### EXERCISE DIRECTIONS
Each line below that includes "FanoutUpdater" counts once; report the total and nothing more.
Start of GIVEN RECORDS
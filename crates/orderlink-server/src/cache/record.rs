//! Read-through / write-through cache in front of a record store.
//!
//! The cache is never authoritative. Callers mutate the store first and only
//! then update the cache:
//!
//! - after a successful save, [`RecordCache::write_through`]
//! - after a successful delete, [`RecordCache::evict`]
//!
//! A failed store call leaves the cache untouched. There is no TTL and no
//! size bound. Concurrent misses on the same key may each reach the store;
//! whichever fetch completes last wins.

use std::sync::Arc;
use std::sync::atomic::{AtomicU64, Ordering};

use dashmap::DashMap;
use orderlink_storage::{DynStore, Record, StorageError};
use serde::Serialize;

/// Hit/miss counters for diagnostics.
#[derive(Debug, Clone, Copy, Default, PartialEq, Eq, Serialize)]
pub struct CacheStats {
    pub hits: u64,
    pub misses: u64,
    pub entries: usize,
}

/// Cache of materialized records keyed by id.
pub struct RecordCache<R: Record> {
    entries: DashMap<R::Id, R>,
    store: DynStore<R>,
    hits: AtomicU64,
    misses: AtomicU64,
}

impl<R: Record> RecordCache<R> {
    pub fn new(store: DynStore<R>) -> Self {
        Self {
            entries: DashMap::new(),
            store,
            hits: AtomicU64::new(0),
            misses: AtomicU64::new(0),
        }
    }

    pub fn new_shared(store: DynStore<R>) -> Arc<Self> {
        Arc::new(Self::new(store))
    }

    /// The store this cache fronts.
    pub fn store(&self) -> &DynStore<R> {
        &self.store
    }

    /// Return the cached record, or fetch it from the store and cache it.
    ///
    /// Absent records are not cached. A store error is returned as-is and
    /// leaves the cache unchanged.
    pub async fn read_through(&self, id: &R::Id) -> Result<Option<R>, StorageError> {
        let cached = self.entries.get(id).map(|entry| entry.value().clone());
        if let Some(record) = cached {
            self.hits.fetch_add(1, Ordering::Relaxed);
            tracing::debug!(kind = R::KIND, id = %id, "Cache hit");
            return Ok(Some(record));
        }

        self.misses.fetch_add(1, Ordering::Relaxed);
        let fetched = self.store.get_by_id(id).await?;
        if let Some(record) = &fetched {
            self.entries.insert(id.clone(), record.clone());
        }
        tracing::debug!(kind = R::KIND, id = %id, found = fetched.is_some(), "Cache miss");
        Ok(fetched)
    }

    /// Replace the entry for `record` after a successful store write.
    pub fn write_through(&self, record: &R) {
        self.entries.insert(record.id().clone(), record.clone());
        tracing::debug!(kind = R::KIND, id = %record.id(), "Cache write-through");
    }

    /// Drop the entry for `id` after a successful store delete.
    pub fn evict(&self, id: &R::Id) {
        if self.entries.remove(id).is_some() {
            tracing::debug!(kind = R::KIND, id = %id, "Cache evict");
        }
    }

    /// Cached value without touching the store or the counters.
    pub fn peek(&self, id: &R::Id) -> Option<R> {
        self.entries.get(id).map(|entry| entry.value().clone())
    }

    pub fn stats(&self) -> CacheStats {
        CacheStats {
            hits: self.hits.load(Ordering::Relaxed),
            misses: self.misses.load(Ordering::Relaxed),
            entries: self.entries.len(),
        }
    }
}

impl<R: Record> std::fmt::Debug for RecordCache<R> {
    fn fmt(&self, f: &mut std::fmt::Formatter<'_>) -> std::fmt::Result {
        f.debug_struct("RecordCache")
            .field("kind", &R::KIND)
            .field("stats", &self.stats())
            .finish()
    }
}
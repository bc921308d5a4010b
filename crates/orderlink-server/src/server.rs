use std::net::SocketAddr;
use std::sync::Arc;

use anyhow::Context;
use axum::{
    Router, middleware,
    routing::{get, post},
};
use orderlink_auth::{AuthState, authentication_middleware};
use orderlink_core::{EventPublisher, InProcessBroker, WorkerPool};
use orderlink_db_memory::InMemoryStore;
use orderlink_storage::{DynStore, Order, User};
use tower_http::{compression::CompressionLayer, cors::CorsLayer, trace::TraceLayer};

use crate::cache::RecordCache;
use crate::config::AppConfig;
use crate::consumer::EventConsumer;
use crate::fanout::FanoutUpdater;
use crate::services::{OrderService, UserService};
use crate::{handlers, middleware as app_middleware};

/// Shared state handed to every handler.
#[derive(Clone)]
pub struct AppState {
    pub users: UserService,
    pub orders: OrderService,
    pub user_cache: Arc<RecordCache<User>>,
    pub order_cache: Arc<RecordCache<Order>>,
    pub auth: AuthState,
    pub broker: Arc<InProcessBroker>,
    pub consumer: Arc<EventConsumer>,
}

impl std::fmt::Debug for AppState {
    fn fmt(&self, f: &mut std::fmt::Formatter<'_>) -> std::fmt::Result {
        f.debug_struct("AppState")
            .field("users", &self.users)
            .field("orders", &self.orders)
            .field("consumer", &self.consumer)
            .finish()
    }
}

/// Wire stores, caches, broker, pools and the event consumer together.
///
/// The consumer subscribes before this returns, so no event published
/// through the returned state can be missed. Must be called from within a
/// tokio runtime; the consume loop is spawned on it.
pub fn build_state(cfg: &AppConfig) -> anyhow::Result<AppState> {
    let auth = AuthState::new(cfg.auth.clone()).context("invalid auth configuration")?;

    let user_store: DynStore<User> = InMemoryStore::<User>::new_shared();
    let order_store: DynStore<Order> = InMemoryStore::<Order>::new_shared();
    let user_cache = RecordCache::new_shared(user_store.clone());
    let order_cache = RecordCache::new_shared(order_store.clone());

    let broker = InProcessBroker::new_shared(cfg.broker.capacity);
    let publisher = EventPublisher::new(broker.clone(), cfg.broker.topic.as_str());

    let discovery = WorkerPool::new("fanout-discovery", cfg.fanout.discovery_threads)
        .context("failed to start discovery pool")?;
    let apply = WorkerPool::new("fanout-apply", cfg.fanout.apply_threads)
        .context("failed to start apply pool")?;
    let fanout = FanoutUpdater::new(
        order_store.clone(),
        order_cache.clone(),
        Arc::new(discovery),
        Arc::new(apply),
    )
    .with_max_in_flight(cfg.fanout.max_in_flight);

    let consumer = Arc::new(EventConsumer::new(Arc::new(fanout)));
    let receiver = broker.subscribe(&cfg.broker.topic);
    tokio::spawn(consumer.clone().run(receiver));

    tracing::info!(
        topic = %cfg.broker.topic,
        discovery_threads = cfg.fanout.discovery_threads,
        apply_threads = cfg.fanout.apply_threads,
        max_in_flight = ?cfg.fanout.max_in_flight,
        "Application state initialized"
    );

    Ok(AppState {
        users: UserService::new(user_store, user_cache.clone(), publisher),
        orders: OrderService::new(order_store, order_cache.clone()),
        user_cache,
        order_cache,
        auth,
        broker,
        consumer,
    })
}

pub fn build_app(state: AppState, cfg: &AppConfig) -> Router {
    let body_limit = cfg.server.body_limit_bytes;
    let auth_state = state.auth.clone();

    Router::new()
        .route("/healthz", get(handlers::healthz))
        .route("/auth/register", post(handlers::register_user))
        .route("/users", get(handlers::list_users))
        .route(
            "/users/{id}",
            get(handlers::get_user)
                .put(handlers::update_user)
                .delete(handlers::delete_user),
        )
        .route("/users/{id}/report", get(handlers::user_report))
        .route("/api/v1/orders", post(handlers::create_order))
        .route("/api/v1/orders/user/my-orders", get(handlers::my_orders))
        .route(
            "/api/v1/orders/{id}",
            get(handlers::get_order)
                .put(handlers::update_order)
                .delete(handlers::delete_order),
        )
        .with_state(state)
        // Outermost last: request id runs before the trace span is opened.
        .layer(middleware::from_fn_with_state(
            auth_state,
            authentication_middleware,
        ))
        .layer(CorsLayer::permissive())
        .layer(CompressionLayer::new())
        .layer(
            TraceLayer::new_for_http()
                .make_span_with(|req: &axum::http::Request<_>| {
                    use tracing::field::Empty;
                    let req_id = req
                        .extensions()
                        .get::<axum::http::HeaderValue>()
                        .and_then(|v| v.to_str().ok())
                        .unwrap_or("")
                        .to_string();
                    tracing::info_span!(
                        "http.request",
                        http.method = %req.method(),
                        http.target = %req.uri(),
                        http.status_code = Empty,
                        request_id = %req_id
                    )
                })
                .on_response(
                    |res: &axum::http::Response<_>,
                     latency: std::time::Duration,
                     span: &tracing::Span| {
                        span.record(
                            "http.status_code",
                            tracing::field::display(res.status().as_u16()),
                        );
                        tracing::info!(
                            http.status = %res.status().as_u16(),
                            elapsed_ms = %latency.as_millis(),
                            "request handled"
                        );
                    },
                ),
        )
        .layer(middleware::from_fn(app_middleware::request_id))
        .layer(axum::extract::DefaultBodyLimit::max(body_limit))
}

pub struct OrderlinkServer {
    addr: SocketAddr,
    app: Router,
    state: AppState,
}

#[derive(Default)]
pub struct ServerBuilder {
    config: AppConfig,
    addr: Option<SocketAddr>,
}

impl ServerBuilder {
    pub fn new() -> Self {
        Self::default()
    }

    pub fn with_addr(mut self, addr: SocketAddr) -> Self {
        self.addr = Some(addr);
        self
    }

    pub fn with_config(mut self, cfg: AppConfig) -> Self {
        self.config = cfg;
        self
    }

    pub fn build(self) -> anyhow::Result<OrderlinkServer> {
        self.config
            .validate()
            .map_err(|e| anyhow::anyhow!("invalid configuration: {e}"))?;
        let state = build_state(&self.config)?;
        let app = build_app(state.clone(), &self.config);
        Ok(OrderlinkServer {
            addr: self.addr.unwrap_or_else(|| self.config.addr()),
            app,
            state,
        })
    }
}

impl OrderlinkServer {
    pub fn state(&self) -> &AppState {
        &self.state
    }

    pub async fn run(self) -> anyhow::Result<()> {
        let listener = tokio::net::TcpListener::bind(self.addr)
            .await
            .with_context(|| format!("failed to bind {}", self.addr))?;
        tracing::info!("listening on {}", self.addr);
        axum::serve(listener, self.app)
            .with_graceful_shutdown(shutdown_signal())
            .await?;

        // Ends the consume loop; the worker pools go with the last state clone.
        self.state.broker.close();
        tracing::info!("server stopped");
        Ok(())
    }
}

async fn shutdown_signal() {
    let _ = tokio::signal::ctrl_c().await;
    tracing::info!("shutdown signal received");
}

#[cfg(test)]
mod tests {
    use super::*;
    use axum::{body::Body, http::Request};
    use std::sync::Mutex;
    use tower::ServiceExt;
    use tracing::field::{Field, Visit};
    use tracing::span::{Attributes, Id};
    use tracing_subscriber::layer::{Context, Layer};
    use tracing_subscriber::prelude::*;

    /// Records the `request_id` field of every `http.request` span.
    #[derive(Clone, Default)]
    struct SpanRequestIds(Arc<Mutex<Vec<String>>>);

    struct RequestIdField(Option<String>);

    impl Visit for RequestIdField {
        fn record_debug(&mut self, field: &Field, value: &dyn std::fmt::Debug) {
            if field.name() == "request_id" {
                self.0 = Some(format!("{value:?}"));
            }
        }
    }

    impl<S: tracing::Subscriber> Layer<S> for SpanRequestIds {
        fn on_new_span(&self, attrs: &Attributes<'_>, _id: &Id, _ctx: Context<'_, S>) {
            if attrs.metadata().name() != "http.request" {
                return;
            }
            let mut field = RequestIdField(None);
            attrs.record(&mut field);
            if let Some(value) = field.0 {
                self.0.lock().unwrap().push(value);
            }
        }
    }

    #[tokio::test(flavor = "current_thread")]
    async fn test_trace_span_carries_request_id() {
        let seen = SpanRequestIds::default();
        let subscriber = tracing_subscriber::registry().with(seen.clone());
        let _guard = tracing::subscriber::set_default(subscriber);

        let mut cfg = AppConfig::default();
        cfg.auth.secret = "0123456789abcdef0123456789abcdef".into();
        let app = build_app(build_state(&cfg).unwrap(), &cfg);

        let res = app
            .clone()
            .oneshot(
                Request::builder()
                    .uri("/healthz")
                    .header(app_middleware::REQUEST_ID_HEADER, "abc-123")
                    .body(Body::empty())
                    .unwrap(),
            )
            .await
            .unwrap();
        assert_eq!(res.headers()[app_middleware::REQUEST_ID_HEADER], "abc-123");

        let res = app
            .oneshot(Request::builder().uri("/healthz").body(Body::empty()).unwrap())
            .await
            .unwrap();
        let generated = res.headers()[app_middleware::REQUEST_ID_HEADER]
            .to_str()
            .unwrap()
            .to_string();

        let seen = seen.0.lock().unwrap().clone();
        assert_eq!(seen, vec!["abc-123".to_string(), generated]);
    }
}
End of GIVEN RECORDS
### EXPECTED ANSWER
2